WHAT IS EXPECTED> Go through the entries and count the lines with the string "requested" in them. Give only that number.

BEGIN

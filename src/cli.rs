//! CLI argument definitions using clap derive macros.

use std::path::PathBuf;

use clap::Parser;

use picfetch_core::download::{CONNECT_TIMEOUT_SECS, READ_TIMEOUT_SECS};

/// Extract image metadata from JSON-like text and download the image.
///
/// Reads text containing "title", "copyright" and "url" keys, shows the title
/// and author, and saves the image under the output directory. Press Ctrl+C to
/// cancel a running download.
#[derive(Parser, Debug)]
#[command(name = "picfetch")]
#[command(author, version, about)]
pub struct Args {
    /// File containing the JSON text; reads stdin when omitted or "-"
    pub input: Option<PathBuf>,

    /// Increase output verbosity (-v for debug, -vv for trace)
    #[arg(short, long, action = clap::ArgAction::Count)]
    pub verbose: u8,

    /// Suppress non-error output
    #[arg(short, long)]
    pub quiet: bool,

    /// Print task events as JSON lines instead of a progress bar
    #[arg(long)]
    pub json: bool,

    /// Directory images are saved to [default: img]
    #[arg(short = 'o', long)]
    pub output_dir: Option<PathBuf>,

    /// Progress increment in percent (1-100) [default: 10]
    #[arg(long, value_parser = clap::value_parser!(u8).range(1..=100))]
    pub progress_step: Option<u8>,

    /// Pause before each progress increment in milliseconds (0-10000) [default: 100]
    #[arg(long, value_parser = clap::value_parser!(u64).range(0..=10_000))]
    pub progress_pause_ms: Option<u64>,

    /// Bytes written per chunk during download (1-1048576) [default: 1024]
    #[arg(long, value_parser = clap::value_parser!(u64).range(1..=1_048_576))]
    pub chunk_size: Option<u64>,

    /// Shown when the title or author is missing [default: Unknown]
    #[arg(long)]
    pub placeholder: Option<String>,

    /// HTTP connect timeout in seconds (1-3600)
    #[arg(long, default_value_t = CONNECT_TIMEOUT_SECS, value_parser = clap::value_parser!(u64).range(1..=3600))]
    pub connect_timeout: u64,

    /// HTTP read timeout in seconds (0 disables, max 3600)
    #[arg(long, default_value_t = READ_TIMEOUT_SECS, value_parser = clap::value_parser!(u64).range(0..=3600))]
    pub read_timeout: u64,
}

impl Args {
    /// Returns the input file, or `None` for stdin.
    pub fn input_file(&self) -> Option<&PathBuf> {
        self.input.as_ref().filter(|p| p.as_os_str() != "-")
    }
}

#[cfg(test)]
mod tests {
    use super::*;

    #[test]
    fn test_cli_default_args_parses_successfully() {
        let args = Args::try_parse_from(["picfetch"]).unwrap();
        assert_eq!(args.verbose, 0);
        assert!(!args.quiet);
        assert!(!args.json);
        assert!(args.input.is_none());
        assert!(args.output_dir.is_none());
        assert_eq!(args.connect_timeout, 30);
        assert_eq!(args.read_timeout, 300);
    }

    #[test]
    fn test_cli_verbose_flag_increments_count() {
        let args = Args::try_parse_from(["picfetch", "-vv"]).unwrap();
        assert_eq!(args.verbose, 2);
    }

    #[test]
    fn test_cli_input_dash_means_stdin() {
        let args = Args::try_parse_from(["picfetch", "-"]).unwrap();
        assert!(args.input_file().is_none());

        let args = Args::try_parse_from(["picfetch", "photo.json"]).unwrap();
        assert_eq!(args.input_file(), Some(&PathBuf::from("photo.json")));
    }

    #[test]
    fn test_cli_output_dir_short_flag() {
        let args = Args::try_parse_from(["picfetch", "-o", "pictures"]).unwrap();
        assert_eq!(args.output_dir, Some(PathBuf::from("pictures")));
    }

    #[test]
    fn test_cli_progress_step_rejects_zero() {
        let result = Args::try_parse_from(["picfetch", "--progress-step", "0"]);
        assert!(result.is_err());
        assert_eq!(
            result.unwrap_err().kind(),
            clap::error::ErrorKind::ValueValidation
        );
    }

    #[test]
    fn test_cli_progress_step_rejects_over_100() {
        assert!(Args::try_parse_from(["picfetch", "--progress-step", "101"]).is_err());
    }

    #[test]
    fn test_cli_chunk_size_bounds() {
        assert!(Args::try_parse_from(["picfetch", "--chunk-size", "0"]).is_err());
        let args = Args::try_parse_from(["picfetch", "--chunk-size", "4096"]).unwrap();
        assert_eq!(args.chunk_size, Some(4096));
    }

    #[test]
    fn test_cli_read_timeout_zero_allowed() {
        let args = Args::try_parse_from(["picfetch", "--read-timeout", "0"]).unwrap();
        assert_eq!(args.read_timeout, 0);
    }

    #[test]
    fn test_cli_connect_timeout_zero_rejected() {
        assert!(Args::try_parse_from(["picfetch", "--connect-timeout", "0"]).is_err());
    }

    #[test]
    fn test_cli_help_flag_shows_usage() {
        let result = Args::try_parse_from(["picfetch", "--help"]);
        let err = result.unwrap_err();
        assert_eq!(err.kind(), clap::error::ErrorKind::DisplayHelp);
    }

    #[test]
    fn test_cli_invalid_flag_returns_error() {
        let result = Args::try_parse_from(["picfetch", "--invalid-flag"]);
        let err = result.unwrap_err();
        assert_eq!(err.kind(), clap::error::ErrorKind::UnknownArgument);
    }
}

END
BEGIN

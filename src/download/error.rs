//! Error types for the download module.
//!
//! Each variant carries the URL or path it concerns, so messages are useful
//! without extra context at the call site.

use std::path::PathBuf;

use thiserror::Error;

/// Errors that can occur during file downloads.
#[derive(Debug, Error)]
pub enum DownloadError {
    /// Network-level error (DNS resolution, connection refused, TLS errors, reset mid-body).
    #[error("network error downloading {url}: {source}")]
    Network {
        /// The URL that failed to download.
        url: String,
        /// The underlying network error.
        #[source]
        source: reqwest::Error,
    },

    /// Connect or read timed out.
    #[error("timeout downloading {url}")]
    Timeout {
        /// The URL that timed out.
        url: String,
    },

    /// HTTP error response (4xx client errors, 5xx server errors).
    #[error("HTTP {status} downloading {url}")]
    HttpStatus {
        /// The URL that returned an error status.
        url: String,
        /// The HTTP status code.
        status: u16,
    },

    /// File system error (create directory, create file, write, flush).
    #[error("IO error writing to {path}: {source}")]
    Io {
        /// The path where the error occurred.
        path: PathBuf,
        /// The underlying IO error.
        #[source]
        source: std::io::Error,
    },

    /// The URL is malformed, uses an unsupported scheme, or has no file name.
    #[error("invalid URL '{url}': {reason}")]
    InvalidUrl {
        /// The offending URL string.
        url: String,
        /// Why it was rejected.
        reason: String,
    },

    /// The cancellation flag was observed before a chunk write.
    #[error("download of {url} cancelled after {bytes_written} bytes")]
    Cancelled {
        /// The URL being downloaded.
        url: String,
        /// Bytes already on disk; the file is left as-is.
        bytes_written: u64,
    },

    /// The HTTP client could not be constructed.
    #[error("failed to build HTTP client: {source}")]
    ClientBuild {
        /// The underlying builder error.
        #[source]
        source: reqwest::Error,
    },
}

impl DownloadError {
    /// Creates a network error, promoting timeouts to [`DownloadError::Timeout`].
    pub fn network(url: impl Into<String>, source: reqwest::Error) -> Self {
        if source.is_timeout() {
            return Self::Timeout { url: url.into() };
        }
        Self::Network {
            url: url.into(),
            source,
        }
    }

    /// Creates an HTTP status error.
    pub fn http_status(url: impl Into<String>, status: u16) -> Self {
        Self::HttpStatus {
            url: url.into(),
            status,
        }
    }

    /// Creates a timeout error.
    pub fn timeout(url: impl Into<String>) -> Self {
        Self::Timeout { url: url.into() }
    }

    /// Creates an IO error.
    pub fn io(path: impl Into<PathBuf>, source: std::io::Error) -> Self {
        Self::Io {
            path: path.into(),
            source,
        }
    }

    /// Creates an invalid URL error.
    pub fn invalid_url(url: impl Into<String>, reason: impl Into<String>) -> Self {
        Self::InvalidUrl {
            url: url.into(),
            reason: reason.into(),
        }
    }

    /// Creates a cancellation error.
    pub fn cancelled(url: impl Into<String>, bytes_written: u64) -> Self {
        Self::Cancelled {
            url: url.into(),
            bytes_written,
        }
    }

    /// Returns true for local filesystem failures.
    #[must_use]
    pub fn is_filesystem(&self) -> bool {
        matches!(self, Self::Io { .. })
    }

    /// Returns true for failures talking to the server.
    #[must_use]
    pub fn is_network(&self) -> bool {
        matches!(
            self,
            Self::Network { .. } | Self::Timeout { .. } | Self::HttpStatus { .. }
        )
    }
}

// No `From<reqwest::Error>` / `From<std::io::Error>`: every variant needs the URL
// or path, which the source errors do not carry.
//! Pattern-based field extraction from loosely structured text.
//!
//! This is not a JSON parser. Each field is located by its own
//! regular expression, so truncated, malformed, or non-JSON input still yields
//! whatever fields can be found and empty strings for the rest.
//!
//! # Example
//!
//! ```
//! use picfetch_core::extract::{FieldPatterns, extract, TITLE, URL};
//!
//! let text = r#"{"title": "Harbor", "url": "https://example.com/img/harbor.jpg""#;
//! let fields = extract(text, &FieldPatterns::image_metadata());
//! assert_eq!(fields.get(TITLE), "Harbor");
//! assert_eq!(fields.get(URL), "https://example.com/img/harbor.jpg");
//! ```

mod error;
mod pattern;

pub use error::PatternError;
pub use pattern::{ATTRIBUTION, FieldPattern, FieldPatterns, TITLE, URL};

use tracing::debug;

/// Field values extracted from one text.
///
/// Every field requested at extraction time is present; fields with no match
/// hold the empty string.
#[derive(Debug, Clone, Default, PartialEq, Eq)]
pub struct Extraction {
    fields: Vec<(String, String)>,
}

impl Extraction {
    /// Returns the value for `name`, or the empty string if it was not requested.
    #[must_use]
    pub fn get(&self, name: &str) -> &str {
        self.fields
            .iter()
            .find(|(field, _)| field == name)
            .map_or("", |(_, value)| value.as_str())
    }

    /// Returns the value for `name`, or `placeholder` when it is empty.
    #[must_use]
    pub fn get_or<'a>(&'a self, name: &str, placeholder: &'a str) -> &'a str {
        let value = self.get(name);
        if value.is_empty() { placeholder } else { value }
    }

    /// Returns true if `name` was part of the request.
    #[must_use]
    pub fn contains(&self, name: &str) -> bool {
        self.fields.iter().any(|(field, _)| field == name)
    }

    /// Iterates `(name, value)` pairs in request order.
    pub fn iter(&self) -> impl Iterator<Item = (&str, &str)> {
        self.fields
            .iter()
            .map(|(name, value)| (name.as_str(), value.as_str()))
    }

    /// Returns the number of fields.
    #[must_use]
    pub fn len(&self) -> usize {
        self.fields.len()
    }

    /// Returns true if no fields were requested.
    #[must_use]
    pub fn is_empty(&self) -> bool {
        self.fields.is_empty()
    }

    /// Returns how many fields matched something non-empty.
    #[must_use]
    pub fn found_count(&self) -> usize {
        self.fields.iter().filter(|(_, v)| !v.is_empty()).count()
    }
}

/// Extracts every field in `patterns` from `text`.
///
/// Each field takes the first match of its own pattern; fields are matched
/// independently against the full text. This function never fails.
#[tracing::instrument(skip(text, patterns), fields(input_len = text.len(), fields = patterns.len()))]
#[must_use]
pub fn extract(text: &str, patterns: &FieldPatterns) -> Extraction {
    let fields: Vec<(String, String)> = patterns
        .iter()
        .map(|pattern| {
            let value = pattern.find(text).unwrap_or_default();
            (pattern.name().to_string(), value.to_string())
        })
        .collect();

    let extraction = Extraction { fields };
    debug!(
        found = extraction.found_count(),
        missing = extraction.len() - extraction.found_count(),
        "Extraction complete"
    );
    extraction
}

END

RESULT> 3